It is not here claimed that any of the elements of estoppel exist in favor of any of the appellants that would prohibit Waterhouse from denying the validity of the instrument in question.
One who relies upon facts which would estop another from asserting the legal insufficiency of a conveyance has the burden of alleging and proving them.
Assignments Nos. 14 and 15 complain of the court's action in limiting the recovery on the warranty against E. A. Blount to two-sevenths of said 757 acres, and allowing interest on the amount only from the date of judgment, and in refusing a special charge requested by the lumber company. The statements which follow these assignments do not indicate how or by what ruling the court fixed the limitation complained of, neither do they set out the special charge which it is claimed the court should have given. The record shows that foursevenths of the title failed, that four-sevenths of the consideration received by Stephenson and Blount from J. E. Stephenson and H. N. Street would amount to $1,207 and possibly a small fraction over. The judgment shows that appellants were awarded a recovery of $1,423.40 against the two. The record also shows that the judgment entered was in accordance with the verdict of the jury. No complaint is made of the charge in that respect.

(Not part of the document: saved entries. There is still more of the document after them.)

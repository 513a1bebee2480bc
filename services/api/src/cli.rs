use std::path::PathBuf;

use crate::demo::{run_demo, run_eligibility, DemoArgs, EligibilityArgs};
use crate::server;
use admission_engine::error::AppError;
use clap::{Args, Parser, Subcommand};

#[derive(Parser, Debug)]
#[command(
    name = "Admission Engine",
    about = "Run the admission allocation engine or walk through it from the command line",
    version
)]
struct Cli {
    #[command(subcommand)]
    command: Option<Command>,
}

#[derive(Subcommand, Debug)]
enum Command {
    /// Start the HTTP service (default command)
    Serve(ServeArgs),
    /// Run the apply, decide, publish, accept, and promote walkthrough in memory
    Demo(DemoArgs),
    /// Check a set of grades against a course requirement
    Eligibility(EligibilityArgs),
}

#[derive(Args, Debug, Default)]
pub(crate) struct ServeArgs {
    /// Override the configured host for the HTTP server
    #[arg(long)]
    pub(crate) host: Option<String>,
    /// Override the configured port for the HTTP server
    #[arg(long)]
    pub(crate) port: Option<u16>,
    /// JSON file with students and courses to load into the directory
    #[arg(long)]
    pub(crate) seed: Option<PathBuf>,
}

pub(crate) async fn run() -> Result<(), AppError> {
    let cli = Cli::parse();
    let command = cli
        .command
        .unwrap_or_else(|| Command::Serve(ServeArgs::default()));

    match command {
        Command::Serve(args) => server::run(args).await,
        Command::Demo(args) => run_demo(args),
        Command::Eligibility(args) => run_eligibility(args),
    }
}

#[cfg(test)]
mod tests {
    use super::*;
    use admission_engine::workflows::admissions::Grade;

    #[test]
    fn serve_is_optional_and_accepts_seed() {
        let cli = Cli::try_parse_from(["admission-engine-api"]).expect("bare invocation parses");
        assert!(cli.command.is_none());

        let cli = Cli::try_parse_from([
            "admission-engine-api",
            "serve",
            "--port",
            "4100",
            "--seed",
            "catalog.json",
        ])
        .expect("serve parses");
        match cli.command {
            Some(Command::Serve(args)) => {
                assert_eq!(args.port, Some(4100));
                assert_eq!(args.seed, Some(PathBuf::from("catalog.json")));
            }
            other => panic!("expected serve, got {other:?}"),
        }
    }

    #[test]
    fn eligibility_parses_grade_lists() {
        let cli = Cli::try_parse_from([
            "admission-engine-api",
            "eligibility",
            "--subjects",
            "Math=A*, English=b",
            "--requires",
            "Math=B",
        ])
        .expect("eligibility parses");
        match cli.command {
            Some(Command::Eligibility(args)) => {
                assert_eq!(args.subjects.get("Math"), Some(&Grade::AStar));
                assert_eq!(args.subjects.get("English"), Some(&Grade::B));
                assert_eq!(
                    args.requires.and_then(|req| req.get("Math").copied()),
                    Some(Grade::B)
                );
            }
            other => panic!("expected eligibility, got {other:?}"),
        }
    }

    #[test]
    fn malformed_grade_list_is_rejected() {
        let result = Cli::try_parse_from([
            "admission-engine-api",
            "eligibility",
            "--subjects",
            "Math=Z",
        ]);
        assert!(result.is_err());
    }
}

From what is styled assignment of error No. 19 we copy the following: "The defendants J. E. Stephenson and H. N. Street only assign as error the action of the court in allowing interest against them on their warranty from the date of their deed." The proposition is that the appellants "believed that the correct rule in this case will allow interest from the date of the conveyance; but, if the court should hold otherwise as to J. L. Stephenson and E. A. Blount, then interest should be allowed against said appellants only from the date of judgment, and said appellants submit the proposition that the same sort of a judgment as to interest should be allowed against them as is allowed against J. L. Stephenson and E. A. Blount."
There is no statement following this proposition, and for that reason it should not be considered; neither can we construe it as being a specific complaint of any particular ruling of the court. At best it is only a qualified complaint. The assignment also can only be urged against the judgment rendered in favor of the Southern Pine Lumber Company, a coappellant and who joins in this same brief. To say the least of it, it is somewhat anomalous for appellants joining in the same brief to develop antagonisms such as that disclosed in this instance.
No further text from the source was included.